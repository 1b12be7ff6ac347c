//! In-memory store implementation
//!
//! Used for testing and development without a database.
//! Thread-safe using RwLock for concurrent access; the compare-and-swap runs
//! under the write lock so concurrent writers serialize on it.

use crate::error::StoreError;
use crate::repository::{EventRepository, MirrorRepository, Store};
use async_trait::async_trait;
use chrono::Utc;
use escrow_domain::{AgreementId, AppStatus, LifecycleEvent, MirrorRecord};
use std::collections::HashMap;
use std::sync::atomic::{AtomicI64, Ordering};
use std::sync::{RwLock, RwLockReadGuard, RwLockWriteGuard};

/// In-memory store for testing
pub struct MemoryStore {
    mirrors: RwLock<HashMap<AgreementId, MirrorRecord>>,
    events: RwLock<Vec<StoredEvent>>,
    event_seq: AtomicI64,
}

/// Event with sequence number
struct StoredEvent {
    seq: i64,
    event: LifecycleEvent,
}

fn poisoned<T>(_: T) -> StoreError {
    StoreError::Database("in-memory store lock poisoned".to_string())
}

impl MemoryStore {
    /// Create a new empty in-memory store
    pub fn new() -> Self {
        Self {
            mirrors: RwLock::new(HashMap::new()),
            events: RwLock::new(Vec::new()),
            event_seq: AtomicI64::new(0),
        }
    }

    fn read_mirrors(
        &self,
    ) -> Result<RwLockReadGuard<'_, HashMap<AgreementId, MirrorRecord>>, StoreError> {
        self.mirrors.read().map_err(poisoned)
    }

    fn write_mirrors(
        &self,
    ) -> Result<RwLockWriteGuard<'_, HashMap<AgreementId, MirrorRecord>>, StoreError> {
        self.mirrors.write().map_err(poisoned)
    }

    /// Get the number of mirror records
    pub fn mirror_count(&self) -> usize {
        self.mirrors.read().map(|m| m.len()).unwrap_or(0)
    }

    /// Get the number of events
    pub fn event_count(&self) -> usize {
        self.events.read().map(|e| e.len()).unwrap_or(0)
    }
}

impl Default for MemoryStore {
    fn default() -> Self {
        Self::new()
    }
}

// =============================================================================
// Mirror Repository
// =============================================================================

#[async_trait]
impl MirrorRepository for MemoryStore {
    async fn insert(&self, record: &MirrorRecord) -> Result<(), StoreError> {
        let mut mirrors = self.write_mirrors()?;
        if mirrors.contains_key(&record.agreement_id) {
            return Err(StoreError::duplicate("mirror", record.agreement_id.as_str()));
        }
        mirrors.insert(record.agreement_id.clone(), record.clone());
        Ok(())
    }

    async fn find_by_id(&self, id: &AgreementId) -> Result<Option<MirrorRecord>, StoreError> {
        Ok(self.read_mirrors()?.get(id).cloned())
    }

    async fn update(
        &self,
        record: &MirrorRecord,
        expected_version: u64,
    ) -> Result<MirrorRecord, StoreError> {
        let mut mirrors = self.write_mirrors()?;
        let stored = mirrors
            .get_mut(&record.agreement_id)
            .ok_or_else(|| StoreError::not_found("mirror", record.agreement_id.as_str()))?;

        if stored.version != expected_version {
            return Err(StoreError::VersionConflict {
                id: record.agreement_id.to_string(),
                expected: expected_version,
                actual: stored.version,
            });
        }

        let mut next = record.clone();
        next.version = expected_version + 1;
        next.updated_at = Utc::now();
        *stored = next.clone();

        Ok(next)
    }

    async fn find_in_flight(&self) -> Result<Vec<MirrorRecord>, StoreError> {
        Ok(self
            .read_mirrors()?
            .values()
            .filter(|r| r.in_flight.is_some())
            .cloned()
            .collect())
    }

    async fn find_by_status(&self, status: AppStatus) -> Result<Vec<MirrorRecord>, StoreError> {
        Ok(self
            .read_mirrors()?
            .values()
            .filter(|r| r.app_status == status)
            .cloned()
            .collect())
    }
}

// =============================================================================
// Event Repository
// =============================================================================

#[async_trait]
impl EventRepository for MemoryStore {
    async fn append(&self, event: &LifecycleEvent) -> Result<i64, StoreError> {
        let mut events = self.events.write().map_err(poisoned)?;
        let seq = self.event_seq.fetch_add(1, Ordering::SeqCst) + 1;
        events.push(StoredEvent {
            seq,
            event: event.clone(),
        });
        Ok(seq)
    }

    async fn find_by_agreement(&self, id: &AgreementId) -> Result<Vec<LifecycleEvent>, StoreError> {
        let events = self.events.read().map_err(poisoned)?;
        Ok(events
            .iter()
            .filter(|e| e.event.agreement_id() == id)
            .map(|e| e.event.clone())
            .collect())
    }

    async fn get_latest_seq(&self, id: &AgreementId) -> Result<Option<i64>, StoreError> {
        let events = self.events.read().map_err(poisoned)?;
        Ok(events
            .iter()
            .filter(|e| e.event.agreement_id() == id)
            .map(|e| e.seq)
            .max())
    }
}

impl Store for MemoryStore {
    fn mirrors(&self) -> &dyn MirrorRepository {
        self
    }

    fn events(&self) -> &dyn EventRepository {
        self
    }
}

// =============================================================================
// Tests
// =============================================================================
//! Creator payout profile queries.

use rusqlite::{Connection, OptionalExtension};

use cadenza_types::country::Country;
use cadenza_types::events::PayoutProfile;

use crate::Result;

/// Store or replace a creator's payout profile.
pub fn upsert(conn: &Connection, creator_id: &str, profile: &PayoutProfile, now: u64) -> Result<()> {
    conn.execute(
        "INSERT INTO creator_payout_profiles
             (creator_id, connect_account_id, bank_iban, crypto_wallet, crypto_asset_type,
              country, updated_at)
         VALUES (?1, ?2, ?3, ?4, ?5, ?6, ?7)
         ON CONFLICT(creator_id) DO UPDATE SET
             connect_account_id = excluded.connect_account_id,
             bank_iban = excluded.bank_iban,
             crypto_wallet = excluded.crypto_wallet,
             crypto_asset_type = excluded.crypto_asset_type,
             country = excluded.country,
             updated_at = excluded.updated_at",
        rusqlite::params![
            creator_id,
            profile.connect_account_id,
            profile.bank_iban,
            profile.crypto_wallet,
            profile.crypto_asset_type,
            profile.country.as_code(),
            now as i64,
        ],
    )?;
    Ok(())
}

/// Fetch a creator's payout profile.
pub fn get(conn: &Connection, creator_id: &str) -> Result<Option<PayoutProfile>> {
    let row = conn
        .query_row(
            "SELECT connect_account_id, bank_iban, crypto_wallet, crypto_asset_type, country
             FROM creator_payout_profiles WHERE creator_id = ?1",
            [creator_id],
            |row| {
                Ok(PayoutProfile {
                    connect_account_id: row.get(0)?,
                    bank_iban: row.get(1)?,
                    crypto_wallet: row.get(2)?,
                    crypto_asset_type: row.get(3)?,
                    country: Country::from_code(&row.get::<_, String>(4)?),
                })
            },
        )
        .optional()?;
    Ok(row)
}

WORK INSTRUCTION. Reproduce the material above without altering a single character.

ANSWER SECTION.
repository 1b12be7ff6ac347c
//! In-memory store implementation
//!
//! Used for testing and development without a database.
//! Thread-safe using RwLock for concurrent access; the compare-and-swap runs
//! under the write lock so concurrent writers serialize on it.

use crate::error::StoreError;
use crate::repository::{EventRepository, MirrorRepository, Store};
use async_trait::async_trait;
use chrono::Utc;
use escrow_domain::{AgreementId, AppStatus, LifecycleEvent, MirrorRecord};
use std::collections::HashMap;
use std::sync::atomic::{AtomicI64, Ordering};
use std::sync::{RwLock, RwLockReadGuard, RwLockWriteGuard};

/// In-memory store for testing
pub struct MemoryStore {
    mirrors: RwLock<HashMap<AgreementId, MirrorRecord>>,
    events: RwLock<Vec<StoredEvent>>,
    event_seq: AtomicI64,
}

/// Event with sequence number
struct StoredEvent {
    seq: i64,
    event: LifecycleEvent,
}

fn poisoned<T>(_: T) -> StoreError {
    StoreError::Database("in-memory store lock poisoned".to_string())
}

impl MemoryStore {
    /// Create a new empty in-memory store
    pub fn new() -> Self {
        Self {
            mirrors: RwLock::new(HashMap::new()),
            events: RwLock::new(Vec::new()),
            event_seq: AtomicI64::new(0),
        }
    }

    fn read_mirrors(
        &self,
    ) -> Result<RwLockReadGuard<'_, HashMap<AgreementId, MirrorRecord>>, StoreError> {
        self.mirrors.read().map_err(poisoned)
    }

    fn write_mirrors(
        &self,
    ) -> Result<RwLockWriteGuard<'_, HashMap<AgreementId, MirrorRecord>>, StoreError> {
        self.mirrors.write().map_err(poisoned)
    }

    /// Get the number of mirror records
    pub fn mirror_count(&self) -> usize {
        self.mirrors.read().map(|m| m.len()).unwrap_or(0)
    }

    /// Get the number of events
    pub fn event_count(&self) -> usize {
        self.events.read().map(|e| e.len()).unwrap_or(0)
    }
}

impl Default for MemoryStore {
    fn default() -> Self {
        Self::new()
    }
}

// =============================================================================
// Mirror Repository
// =============================================================================

#[async_trait]
impl MirrorRepository for MemoryStore {
    async fn insert(&self, record: &MirrorRecord) -> Result<(), StoreError> {
        let mut mirrors = self.write_mirrors()?;
        if mirrors.contains_key(&record.agreement_id) {
            return Err(StoreError::duplicate("mirror", record.agreement_id.as_str()));
        }
        mirrors.insert(record.agreement_id.clone(), record.clone());
        Ok(())
    }

    async fn find_by_id(&self, id: &AgreementId) -> Result<Option<MirrorRecord>, StoreError> {
        Ok(self.read_mirrors()?.get(id).cloned())
    }

    async fn update(
        &self,
        record: &MirrorRecord,
        expected_version: u64,
    ) -> Result<MirrorRecord, StoreError> {
        let mut mirrors = self.write_mirrors()?;
        let stored = mirrors
            .get_mut(&record.agreement_id)
            .ok_or_else(|| StoreError::not_found("mirror", record.agreement_id.as_str()))?;

        if stored.version != expected_version {
            return Err(StoreError::VersionConflict {
                id: record.agreement_id.to_string(),
                expected: expected_version,
                actual: stored.version,
            });
        }

        let mut next = record.clone();
        next.version = expected_version + 1;
        next.updated_at = Utc::now();
        *stored = next.clone();

        Ok(next)
    }

    async fn find_in_flight(&self) -> Result<Vec<MirrorRecord>, StoreError> {
        Ok(self
            .read_mirrors()?
            .values()
            .filter(|r| r.in_flight.is_some())
            .cloned()
            .collect())
    }

    async fn find_by_status(&self, status: AppStatus) -> Result<Vec<MirrorRecord>, StoreError> {
        Ok(self
            .read_mirrors()?
            .values()
            .filter(|r| r.app_status == status)
            .cloned()
            .collect())
    }
}

// =============================================================================
// Event Repository
// =============================================================================

#[async_trait]
impl EventRepository for MemoryStore {
    async fn append(&self, event: &LifecycleEvent) -> Result<i64, StoreError> {
        let mut events = self.events.write().map_err(poisoned)?;
        let seq = self.event_seq.fetch_add(1, Ordering::SeqCst) + 1;
        events.push(StoredEvent {
            seq,
            event: event.clone(),
        });
        Ok(seq)
    }

    async fn find_by_agreement(&self, id: &AgreementId) -> Result<Vec<LifecycleEvent>, StoreError> {
        let events = self.events.read().map_err(poisoned)?;
        Ok(events
            .iter()
            .filter(|e| e.event.agreement_id() == id)
            .map(|e| e.event.clone())
            .collect())
    }

    async fn get_latest_seq(&self, id: &AgreementId) -> Result<Option<i64>, StoreError> {
        let events = self.events.read().map_err(poisoned)?;
        Ok(events
            .iter()
            .filter(|e| e.event.agreement_id() == id)
            .map(|e| e.seq)
            .max())
    }
}

impl Store for MemoryStore {
    fn mirrors(&self) -> &dyn MirrorRepository {
        self
    }

    fn events(&self) -> &dyn EventRepository {
        self
    }
}

// =============================================================================
// Tests
// =============================================================================
//! Creator payout profile queries.

use rusqlite::{Connection, OptionalExtension};

use cadenza_types::country::Country;
use cadenza_types::events::PayoutProfile;

use crate::Result;

/// Store or replace a creator's payout profile.
pub fn upsert(conn: &Connection, creator_id: &str, profile: &PayoutProfile, now: u64) -> Result<()> {
    conn.execute(
        "INSERT INTO creator_payout_profiles
             (creator_id, connect_account_id, bank_iban, crypto_wallet, crypto_asset_type,
              country, updated_at)
         VALUES (?1, ?2, ?3, ?4, ?5, ?6, ?7)
         ON CONFLICT(creator_id) DO UPDATE SET
             connect_account_id = excluded.connect_account_id,
             bank_iban = excluded.bank_iban,
             crypto_wallet = excluded.crypto_wallet,
             crypto_asset_type = excluded.crypto_asset_type,
             country = excluded.country,
             updated_at = excluded.updated_at",
        rusqlite::params![
            creator_id,
            profile.connect_account_id,
            profile.bank_iban,
            profile.crypto_wallet,
            profile.crypto_asset_type,
            profile.country.as_code(),
            now as i64,
        ],
    )?;
    Ok(())
}

/// Fetch a creator's payout profile.
pub fn get(conn: &Connection, creator_id: &str) -> Result<Option<PayoutProfile>> {
    let row = conn
        .query_row(
            "SELECT connect_account_id, bank_iban, crypto_wallet, crypto_asset_type, country
             FROM creator_payout_profiles WHERE creator_id = ?1",
            [creator_id],
            |row| {
                Ok(PayoutProfile {
                    connect_account_id: row.get(0)?,
                    bank_iban: row.get(1)?,
                    crypto_wallet: row.get(2)?,
                    crypto_asset_type: row.get(3)?,
                    country: Country::from_code(&row.get::<_, String>(4)?),
                })
            },
        )
        .optional()?;
    Ok(row)
}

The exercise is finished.